INSTRUCTIONS FOR THE TASK: Your answer should be an exact copy of the lines from the start of the entries to the line containing "pub mod walk_forward;", both included.

= Beginning of Section =

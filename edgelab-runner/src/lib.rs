//! EdgeLab Runner: backtests, metrics, parameter search, training.
//!
//! This crate builds on `edgelab-core` to provide:
//! - CSV candle loading with series validation and a dataset hash
//! - The backtest driver and on-demand performance metrics
//! - Grid search (rayon) and walk-forward validation
//! - Training orchestration behind the `PolicyOptimizer` seam
//! - TOML configuration and JSON/CSV/Markdown export

pub mod config;
pub mod data_loader;
pub mod export;
pub mod metrics;
pub mod runner;
pub mod sweep;
pub mod training;
pub mod walk_forward;

pub use config::{ConfigError, EdgeLabConfig};
pub use data_loader::{dataset_hash, load_candles_csv, read_candles, LoadError};
pub use metrics::{MetricField, Metrics, UnknownMetric};
pub use runner::{BacktestResult, BacktestSettings, Backtester, SCHEMA_VERSION};
pub use sweep::{Candidate, GridSearch, ParamGrid, SweepError, SweepResult};
pub use training::{
    create_policy, MultiSymbolReport, PolicyOptimizer, RandomPolicy, StopReason, TrainingConfig, TrainingError,
    TrainingOrchestrator, TrainingReport,
};
pub use walk_forward::{run_walk_forward, WalkForwardConfig, WalkForwardReport};

#[cfg(test)]
mod send_sync_checks {
    use super::*;

    fn assert_send<T: Send>() {}
    fn assert_sync<T: Sync>() {}

    #[test]
    fn metrics_is_send_sync() {
        assert_send::<Metrics>();
        assert_sync::<Metrics>();
    }

    #[test]
    fn backtest_result_is_send_sync() {
        assert_send::<BacktestResult>();
        assert_sync::<BacktestResult>();
    }

    #[test]
    fn search_types_are_send_sync() {
        assert_send::<Backtester>();
        assert_sync::<Backtester>();
        assert_send::<GridSearch>();
        assert_sync::<GridSearch>();
        assert_send::<SweepResult>();
        assert_sync::<SweepResult>();
        assert_send::<WalkForwardReport>();
        assert_sync::<WalkForwardReport>();
    }

    #[test]
    fn config_types_are_send_sync() {
        assert_send::<EdgeLabConfig>();
        assert_sync::<EdgeLabConfig>();
        assert_send::<TrainingReport>();
        assert_sync::<TrainingReport>();
    }

    #[test]
    fn random_policy_is_send() {
        assert_send::<RandomPolicy>();
    }
}
//! Small descriptive-statistics helpers shared by metrics, rewards and the
//! training stop rule.

/// Arithmetic mean. 0.0 for an empty slice.
pub fn mean(values: &[f64]) -> f64 {
    if values.is_empty() {
        return 0.0;
    }
    values.iter().sum::<f64>() / values.len() as f64
}

/// Deviation relative to the mean below which a series counts as constant.
const RELATIVE_SPREAD_FLOOR: f64 = 1e-12;

/// Population standard deviation (ddof = 0). 0.0 for an empty slice.
///
/// A constant series whose value is not exactly representable (0.3, 0.7)
/// leaves rounding residue in the deviation; anything within
/// `RELATIVE_SPREAD_FLOOR` of the mean's magnitude is reported as 0.0.
pub fn population_std(values: &[f64]) -> f64 {
    let Some(&first) = values.first() else {
        return 0.0;
    };
    if values.iter().all(|&v| v == first) {
        return 0.0;
    }
    let m = mean(values);
    let var = values.iter().map(|v| (v - m).powi(2)).sum::<f64>() / values.len() as f64;
    let std = var.sqrt();
    if std <= RELATIVE_SPREAD_FLOOR * m.abs().max(f64::MIN_POSITIVE) {
        0.0
    } else {
        std
    }
}

/// mean / std, or 0.0 when the deviation is zero or the slice is empty.
pub fn mean_over_std(values: &[f64]) -> f64 {
    let std = population_std(values);
    if std > 0.0 && std.is_finite() {
        mean(values) / std
    } else {
        0.0
    }
}

/// The last `n` elements of `values` (all of them if shorter).
pub fn tail<T>(values: &[T], n: usize) -> &[T] {
    &values[values.len().saturating_sub(n)..]
}
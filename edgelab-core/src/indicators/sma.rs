//! Simple moving average of close. Lookback: period - 1.

use super::Indicator;
use crate::domain::Candle;

#[derive(Debug, Clone)]
pub struct Sma {
    period: usize,
    name: String,
}

impl Sma {
    pub fn new(period: usize) -> Self {
        assert!(period >= 1, "SMA period must be >= 1");
        Self {
            period,
            name: format!("sma_{period}"),
        }
    }
}

impl Indicator for Sma {
    fn name(&self) -> &str {
        &self.name
    }

    fn lookback(&self) -> usize {
        self.period - 1
    }

    fn compute(&self, candles: &[Candle]) -> Vec<f64> {
        // Each window is summed on its own, so a NaN close only affects the
        // windows that contain it.
        let warmup = self.lookback().min(candles.len());
        std::iter::repeat(f64::NAN)
            .take(warmup)
            .chain(
                candles
                    .windows(self.period)
                    .map(|w| w.iter().map(|c| c.close).sum::<f64>() / self.period as f64),
            )
            .collect()
    }
}

#[cfg(test)]
mod tests {
    use super::*;
    use crate::domain::candles_from_closes;
    use crate::indicators::{assert_approx, DEFAULT_EPSILON};

    #[test]
    fn five_period_mean() {
        let candles = candles_from_closes(&[10.0, 11.0, 12.0, 13.0, 14.0, 15.0, 16.0]);
        let result = Sma::new(5).compute(&candles);
        assert_eq!(result.len(), 7);
        assert!(result[..4].iter().all(|v| v.is_nan()));
        assert_approx(result[4], 12.0, DEFAULT_EPSILON);
        assert_approx(result[6], 14.0, DEFAULT_EPSILON);
    }

    #[test]
    fn nan_close_only_poisons_its_windows() {
        let mut candles = candles_from_closes(&[10.0, 11.0, 12.0, 13.0, 14.0, 15.0]);
        candles[2].close = f64::NAN;
        let result = Sma::new(3).compute(&candles);
        assert!(result[2..5].iter().all(|v| v.is_nan()));
        assert_approx(result[5], 14.0, DEFAULT_EPSILON);
    }

    #[test]
    fn too_few_candles_is_all_warmup() {
        let result = Sma::new(5).compute(&candles_from_closes(&[10.0, 11.0]));
        assert_eq!(result.len(), 2);
        assert!(result.iter().all(|v| v.is_nan()));
    }

    #[test]
    fn lookback_is_period_minus_one() {
        assert_eq!(Sma::new(20).lookback(), 19);
        assert_eq!(Sma::new(1).lookback(), 0);
    }
}
//! TOML configuration for every runner component.
//!
//! ```toml
//! [backtest]
//! initial_capital = 100000.0
//! lookback = 20
//! position_size = 1.0
//!
//! [environment]
//! drawdown_critical = 12.0
//!
//! [environment.reward]
//! open_cost = 0.05
//!
//! [walk_forward]
//! train_days = 252
//! test_days = 63
//!
//! [training]
//! symbol = "XAUUSD"
//! total_timesteps = 50000
//! ```
//!
//! Every section and field is optional; missing values take their defaults.

use std::path::Path;

use serde::{Deserialize, Serialize};
use thiserror::Error;

use edgelab_core::env::EnvConfig;

use crate::runner::BacktestSettings;
use crate::training::TrainingConfig;
use crate::walk_forward::WalkForwardConfig;

#[derive(Debug, Error)]
pub enum ConfigError {
    #[error("read config {path}: {source}")]
    Io {
        path: String,
        #[source]
        source: std::io::Error,
    },

    #[error("parse config TOML: {0}")]
    Parse(#[from] toml::de::Error),

    #[error("serialize config: {0}")]
    Serialize(#[from] toml::ser::Error),

    #[error("invalid config: {0}")]
    Invalid(String),
}

/// Immutable configuration for a whole session.
#[derive(Debug, Clone, Default, PartialEq, Serialize, Deserialize)]
#[serde(default)]
pub struct EdgeLabConfig {
    pub backtest: BacktestSettings,
    pub environment: EnvConfig,
    pub walk_forward: WalkForwardConfig,
    pub training: TrainingConfig,
}

impl EdgeLabConfig {
    /// Load, parse and validate a config file.
    pub fn from_file(path: &Path) -> Result<Self, ConfigError> {
        let content = std::fs::read_to_string(path).map_err(|source| ConfigError::Io {
            path: path.display().to_string(),
            source,
        })?;
        Self::from_toml(&content)
    }

    /// Parse and validate a TOML string.
    pub fn from_toml(content: &str) -> Result<Self, ConfigError> {
        let config: Self = toml::from_str(content)?;
        config.validate()?;
        Ok(config)
    }

    pub fn to_toml(&self) -> Result<String, ConfigError> {
        Ok(toml::to_string_pretty(self)?)
    }

    pub fn validate(&self) -> Result<(), ConfigError> {
        let invalid = |msg: String| Err(ConfigError::Invalid(msg));

        let bt = &self.backtest;
        if !(bt.initial_capital > 0.0) {
            return invalid(format!(
                "backtest.initial_capital must be positive, got {}",
                bt.initial_capital
            ));
        }
        if bt.lookback == 0 {
            return invalid("backtest.lookback must be at least 1".into());
        }
        if !(bt.position_size > 0.0) {
            return invalid(format!(
                "backtest.position_size must be positive, got {}",
                bt.position_size
            ));
        }

        let env = &self.environment;
        if !(env.initial_capital > 0.0) {
            return invalid(format!(
                "environment.initial_capital must be positive, got {}",
                env.initial_capital
            ));
        }
        if env.lookback == 0 {
            return invalid("environment.lookback must be at least 1".into());
        }
        if !(env.drawdown_critical > 0.0) {
            return invalid(format!(
                "environment.drawdown_critical must be positive, got {}",
                env.drawdown_critical
            ));
        }

        if let Err(e) = self.walk_forward.validate() {
            return invalid(format!("walk_forward: {e}"));
        }

        self.training
            .validate()
            .map_err(|e| ConfigError::Invalid(format!("training: {e}")))
    }
}
#[cfg(test)]
mod tests {
    use super::*;

    #[test]
    fn default_paths_follow_naming_scheme() {
        let cfg = TrainingConfig::default();
        assert_eq!(
            cfg.checkpoint_path(7),
            PathBuf::from("models/v1/checkpoint_ep7_XAUUSD")
        );
        assert_eq!(cfg.best_model_path(), PathBuf::from("models/v1/best_model_XAUUSD"));
        assert_eq!(cfg.final_model_path(), PathBuf::from("models/v1/final_model_XAUUSD"));
    }

    #[test]
    fn snapshot_rebuild_continues_the_action_stream() {
        let state = EnvironmentState::neutral(&edgelab_core::env::NormalizationBounds::default());
        let mut original = RandomPolicy::new(9);
        let first: Vec<Action> = (0..25).map(|_| original.observe(&state)).collect();
        for &action in &first {
            original.action_counts[action.index()] += 1;
        }
        original.transitions = first.len() as u64;

        let mut resumed = RandomPolicy::from_snapshot(&original.snapshot()).unwrap();
        assert_eq!(resumed.snapshot(), original.snapshot());
        let next: Vec<Action> = (0..10).map(|_| original.observe(&state)).collect();
        let replayed: Vec<Action> = (0..10).map(|_| resumed.observe(&state)).collect();
        assert_eq!(next, replayed);
    }

    #[test]
    fn snapshot_for_another_policy_is_rejected() {
        let snapshot = RandomPolicySnapshot {
            policy: "ppo".to_string(),
            ..RandomPolicy::new(1).snapshot()
        };
        assert!(RandomPolicy::from_snapshot(&snapshot).is_err());
    }

    #[test]
    fn zero_intervals_are_rejected() {
        let cfg = TrainingConfig {
            checkpoint_interval: 0,
            ..Default::default()
        };
        assert!(matches!(
            TrainingOrchestrator::new(cfg),
            Err(TrainingError::InvalidConfig(_))
        ));

        let cfg = TrainingConfig {
            sharpe_window: 0,
            ..Default::default()
        };
        assert!(cfg.validate().is_err());
    }

    #[test]
    fn policy_factory() {
        assert_eq!(create_policy("random", 1).unwrap().name(), "random");
        assert!(matches!(
            create_policy("ppo", 1),
            Err(TrainingError::UnknownPolicy(kind)) if kind == "ppo"
        ));
    }

    #[test]
    fn random_policy_is_seeded() {
        let state = EnvironmentState([0.5; edgelab_core::env::STATE_FEATURES]);
        let mut a = RandomPolicy::new(9);
        let mut b = RandomPolicy::new(9);
        let xs: Vec<Action> = (0..50).map(|_| a.observe(&state)).collect();
        let ys: Vec<Action> = (0..50).map(|_| b.observe(&state)).collect();
        assert_eq!(xs, ys);
    }

    #[test]
    fn random_policy_counts_transitions() {
        let state = EnvironmentState([0.5; edgelab_core::env::STATE_FEATURES]);
        let mut policy = RandomPolicy::new(1);
        for action in [Action::Hold, Action::Close, Action::Hold] {
            policy
                .learn(&Transition {
                    state,
                    action,
                    reward: 0.0,
                    next_state: state,
                    terminated: false,
                    truncated: false,
                })
                .unwrap();
        }
        let snap = policy.snapshot();
        assert_eq!(snap.transitions, 3);
        assert_eq!(snap.action_counts[Action::Hold.index()], 2);
        assert_eq!(snap.action_counts[Action::Close.index()], 1);
    }
}
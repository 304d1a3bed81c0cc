//! Performance metrics: pure functions that compute strategy statistics.
//!
//! Every metric is a pure function: equity curve and/or trade list in, scalar out.
//! Degenerate inputs (no trades, constant equity, zero deviation) give 0.0,
//! never NaN and never an error.

use std::fmt;
use std::str::FromStr;

use serde::{Deserialize, Serialize};

use edgelab_core::domain::{ClosedTrade, EquityPoint};
use edgelab_core::stats::{mean, population_std};

/// Periods per year used to annualize per-step returns.
pub const PERIODS_PER_YEAR: f64 = 252.0;

/// Annual risk-free rate subtracted in Sharpe and Sortino.
pub const RISK_FREE_RATE: f64 = 0.02;

/// Aggregate performance metrics for a single backtest run.
///
/// Field names are part of the export format.
#[derive(Debug, Clone, PartialEq, Serialize, Deserialize)]
pub struct Metrics {
    pub total_trades: usize,
    pub winning_trades: usize,
    pub losing_trades: usize,
    pub win_rate: f64,
    pub total_profit: f64,
    pub avg_profit: f64,
    pub avg_win: f64,
    pub avg_loss: f64,
    pub profit_factor: f64,
    /// Percent.
    pub max_drawdown: f64,
    pub sharpe_ratio: f64,
    pub sortino_ratio: f64,
    pub calmar_ratio: f64,
    pub final_equity: f64,
    /// Percent.
    pub return_pct: f64,
}

impl Metrics {
    /// Baseline for a run that never traded.
    pub fn empty(initial_capital: f64) -> Self {
        Self {
            total_trades: 0,
            winning_trades: 0,
            losing_trades: 0,
            win_rate: 0.0,
            total_profit: 0.0,
            avg_profit: 0.0,
            avg_win: 0.0,
            avg_loss: 0.0,
            profit_factor: 0.0,
            max_drawdown: 0.0,
            sharpe_ratio: 0.0,
            sortino_ratio: 0.0,
            calmar_ratio: 0.0,
            final_equity: initial_capital,
            return_pct: 0.0,
        }
    }

    /// Compute all metrics from closed trades and the equity curve.
    pub fn compute(trades: &[ClosedTrade], equity: &[EquityPoint], initial_capital: f64) -> Self {
        if trades.is_empty() {
            return Self::empty(initial_capital);
        }

        let curve: Vec<f64> = equity.iter().map(|p| p.equity).collect();
        let returns = period_returns(&curve);
        let max_drawdown = max_drawdown(&curve);
        let final_equity = curve.last().copied().unwrap_or(initial_capital);

        let wins: Vec<f64> = trades.iter().filter(|t| t.is_winner()).map(|t| t.profit).collect();
        let losses: Vec<f64> = trades.iter().filter(|t| t.is_loser()).map(|t| t.profit).collect();
        let profits: Vec<f64> = trades.iter().map(|t| t.profit).collect();

        Self {
            total_trades: trades.len(),
            winning_trades: wins.len(),
            losing_trades: losses.len(),
            win_rate: win_rate(trades),
            total_profit: profits.iter().sum(),
            avg_profit: mean(&profits),
            avg_win: mean(&wins),
            avg_loss: mean(&losses),
            profit_factor: profit_factor(trades),
            max_drawdown,
            sharpe_ratio: sharpe_ratio(&returns),
            sortino_ratio: sortino_ratio(&returns),
            calmar_ratio: calmar_ratio(&returns, max_drawdown),
            final_equity,
            return_pct: return_pct(final_equity, initial_capital),
        }
    }
}

// ─── Individual metric functions ────────────────────────────────────

/// Winning trades over all trades. 0.0 with no trades.
pub fn win_rate(trades: &[ClosedTrade]) -> f64 {
    if trades.is_empty() {
        return 0.0;
    }
    trades.iter().filter(|t| t.is_winner()).count() as f64 / trades.len() as f64
}

/// |gross profit / gross loss|. 0.0 when there are no losing trades.
pub fn profit_factor(trades: &[ClosedTrade]) -> f64 {
    let gross_loss: f64 = trades.iter().filter(|t| t.is_loser()).map(|t| t.profit).sum();
    if gross_loss == 0.0 {
        return 0.0;
    }
    let gross_profit: f64 = trades.iter().filter(|t| t.is_winner()).map(|t| t.profit).sum();
    (gross_profit / gross_loss).abs()
}

/// Maximum peak-to-trough drawdown in percent (non-negative).
pub fn max_drawdown(equity_curve: &[f64]) -> f64 {
    let mut peak = f64::NEG_INFINITY;
    let mut max_dd = 0.0_f64;
    for &eq in equity_curve {
        peak = peak.max(eq);
        if peak > 0.0 {
            max_dd = max_dd.max((peak - eq) / peak * 100.0);
        }
    }
    max_dd
}

/// Simple per-step returns: (eq[t] - eq[t-1]) / eq[t-1]. Steps from a
/// non-positive equity are skipped.
pub fn period_returns(equity_curve: &[f64]) -> Vec<f64> {
    equity_curve
        .windows(2)
        .filter(|w| w[0] > 0.0)
        .map(|w| (w[1] - w[0]) / w[0])
        .collect()
}

/// Mean per-step return × periods per year.
pub fn annualized_return(returns: &[f64]) -> f64 {
    mean(returns) * PERIODS_PER_YEAR
}

/// Annualized Sharpe: (mean×252 − rf) / (std×√252). 0.0 if std is 0.
pub fn sharpe_ratio(returns: &[f64]) -> f64 {
    excess_over(returns, population_std(returns))
}

/// Like Sharpe, but the deviation is taken over negative returns only.
///
/// No negative returns falls back to Sharpe; a zero downside deviation is 0.0.
pub fn sortino_ratio(returns: &[f64]) -> f64 {
    let downside: Vec<f64> = returns.iter().copied().filter(|r| *r < 0.0).collect();
    if downside.is_empty() {
        return sharpe_ratio(returns);
    }
    excess_over(returns, population_std(&downside))
}

fn excess_over(returns: &[f64], std: f64) -> f64 {
    if returns.is_empty() || std <= 0.0 || !std.is_finite() {
        return 0.0;
    }
    let annual_std = std * PERIODS_PER_YEAR.sqrt();
    (annualized_return(returns) - RISK_FREE_RATE) / annual_std
}

/// Annualized return / (max drawdown / 100). 0.0 when max drawdown is 0.
pub fn calmar_ratio(returns: &[f64], max_drawdown_pct: f64) -> f64 {
    if max_drawdown_pct <= 0.0 {
        return 0.0;
    }
    annualized_return(returns) / (max_drawdown_pct / 100.0)
}

/// (final − initial) / initial × 100. 0.0 for non-positive capital.
pub fn return_pct(final_equity: f64, initial_capital: f64) -> f64 {
    if initial_capital <= 0.0 {
        return 0.0;
    }
    (final_equity - initial_capital) / initial_capital * 100.0
}

// ─── Metric selector ────────────────────────────────────────────────

/// One of the fifteen metric fields, used to pick an optimization target.
#[derive(Debug, Clone, Copy, Default, PartialEq, Eq, Hash, Serialize, Deserialize)]
#[serde(rename_all = "snake_case")]
pub enum MetricField {
    TotalTrades,
    WinningTrades,
    LosingTrades,
    WinRate,
    TotalProfit,
    AvgProfit,
    AvgWin,
    AvgLoss,
    ProfitFactor,
    MaxDrawdown,
    #[default]
    SharpeRatio,
    SortinoRatio,
    CalmarRatio,
    FinalEquity,
    ReturnPct,
}

impl MetricField {
    pub const ALL: [MetricField; 15] = [
        MetricField::TotalTrades,
        MetricField::WinningTrades,
        MetricField::LosingTrades,
        MetricField::WinRate,
        MetricField::TotalProfit,
        MetricField::AvgProfit,
        MetricField::AvgWin,
        MetricField::AvgLoss,
        MetricField::ProfitFactor,
        MetricField::MaxDrawdown,
        MetricField::SharpeRatio,
        MetricField::SortinoRatio,
        MetricField::CalmarRatio,
        MetricField::FinalEquity,
        MetricField::ReturnPct,
    ];

    pub fn name(&self) -> &'static str {
        match self {
            Self::TotalTrades => "total_trades",
            Self::WinningTrades => "winning_trades",
            Self::LosingTrades => "losing_trades",
            Self::WinRate => "win_rate",
            Self::TotalProfit => "total_profit",
            Self::AvgProfit => "avg_profit",
            Self::AvgWin => "avg_win",
            Self::AvgLoss => "avg_loss",
            Self::ProfitFactor => "profit_factor",
            Self::MaxDrawdown => "max_drawdown",
            Self::SharpeRatio => "sharpe_ratio",
            Self::SortinoRatio => "sortino_ratio",
            Self::CalmarRatio => "calmar_ratio",
            Self::FinalEquity => "final_equity",
            Self::ReturnPct => "return_pct",
        }
    }

    /// Extract the field's value from a `Metrics` snapshot.
    pub fn extract(&self, m: &Metrics) -> f64 {
        match self {
            Self::TotalTrades => m.total_trades as f64,
            Self::WinningTrades => m.winning_trades as f64,
            Self::LosingTrades => m.losing_trades as f64,
            Self::WinRate => m.win_rate,
            Self::TotalProfit => m.total_profit,
            Self::AvgProfit => m.avg_profit,
            Self::AvgWin => m.avg_win,
            Self::AvgLoss => m.avg_loss,
            Self::ProfitFactor => m.profit_factor,
            Self::MaxDrawdown => m.max_drawdown,
            Self::SharpeRatio => m.sharpe_ratio,
            Self::SortinoRatio => m.sortino_ratio,
            Self::CalmarRatio => m.calmar_ratio,
            Self::FinalEquity => m.final_equity,
            Self::ReturnPct => m.return_pct,
        }
    }

    /// Whether higher values are better. Only max drawdown is lower-is-better.
    pub fn is_higher_better(&self) -> bool {
        !matches!(self, Self::MaxDrawdown)
    }

    /// True if `a` is strictly better than `b`. Ties are not improvements.
    pub fn is_better(&self, a: f64, b: f64) -> bool {
        if self.is_higher_better() {
            a > b
        } else {
            a < b
        }
    }
}

impl fmt::Display for MetricField {
    fn fmt(&self, f: &mut fmt::Formatter<'_>) -> fmt::Result {
        f.write_str(self.name())
    }
}

#[derive(Debug, Clone, PartialEq, Eq, thiserror::Error)]
#[error("unknown metric field: {0}")]
pub struct UnknownMetric(pub String);

impl FromStr for MetricField {
    type Err = UnknownMetric;

    fn from_str(s: &str) -> Result<Self, Self::Err> {
        Self::ALL
            .iter()
            .copied()
            .find(|f| f.name() == s)
            .ok_or_else(|| UnknownMetric(s.to_string()))
    }
}
//! Causal technical indicators.
//!
//! Every indicator is a pure function: candle history in, numeric series of
//! the same length out. The first `lookback()` values are `f64::NAN` (warmup).
//!
//! No value at index t may depend on a candle after t. The decision
//! environment precomputes whole series once and reads them by cursor, which
//! is only sound because of this property.

pub mod atr;
pub mod ema;
pub mod macd;
pub mod rsi;
pub mod sma;
pub mod smoothing;

pub use atr::Atr;
pub use ema::Ema;
pub use macd::Macd;
pub use rsi::Rsi;
pub use sma::Sma;

use crate::domain::Candle;

/// A single-series indicator over a candle sequence.
pub trait Indicator: Send + Sync {
    /// Human-readable name (e.g., "sma_20", "atr_14").
    fn name(&self) -> &str;

    /// Number of candles needed before the indicator produces valid output.
    fn lookback(&self) -> usize;

    /// Compute the indicator for the whole series.
    ///
    /// Returns a `Vec<f64>` of the same length as `candles`.
    fn compute(&self, candles: &[Candle]) -> Vec<f64>;

    /// Value at the last candle, or `None` during warmup.
    fn latest(&self, candles: &[Candle]) -> Option<f64> {
        self.compute(candles).last().copied().filter(|v| !v.is_nan())
    }
}

/// Close prices of a candle slice.
pub fn closes(candles: &[Candle]) -> Vec<f64> {
    candles.iter().map(|c| c.close).collect()
}

/// Assert two f64 values are approximately equal (within epsilon).
#[cfg(test)]
pub fn assert_approx(actual: f64, expected: f64, epsilon: f64) {
    assert!(
        (actual - expected).abs() < epsilon,
        "assert_approx failed: actual={actual}, expected={expected}, diff={}, epsilon={epsilon}",
        (actual - expected).abs()
    );
}

/// Default epsilon for indicator tests.
#[cfg(test)]
pub const DEFAULT_EPSILON: f64 = 1e-10;

#[cfg(test)]
mod tests {
    use super::*;
    use crate::domain::candles_from_closes;

    #[test]
    fn latest_is_none_during_warmup() {
        let candles = candles_from_closes(&[1.0, 2.0]);
        assert_eq!(Sma::new(5).latest(&candles), None);
        assert_eq!(Sma::new(2).latest(&candles), Some(1.5));
    }
}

= End of Section =

WRITTEN SOLUTION:
filename edgelab-runner/src/lib.rs
//! EdgeLab Runner: backtests, metrics, parameter search, training.
//!
//! This crate builds on `edgelab-core` to provide:
//! - CSV candle loading with series validation and a dataset hash
//! - The backtest driver and on-demand performance metrics
//! - Grid search (rayon) and walk-forward validation
//! - Training orchestration behind the `PolicyOptimizer` seam
//! - TOML configuration and JSON/CSV/Markdown export

pub mod config;
pub mod data_loader;
pub mod export;
pub mod metrics;
pub mod runner;
pub mod sweep;
pub mod training;
pub mod walk_forward;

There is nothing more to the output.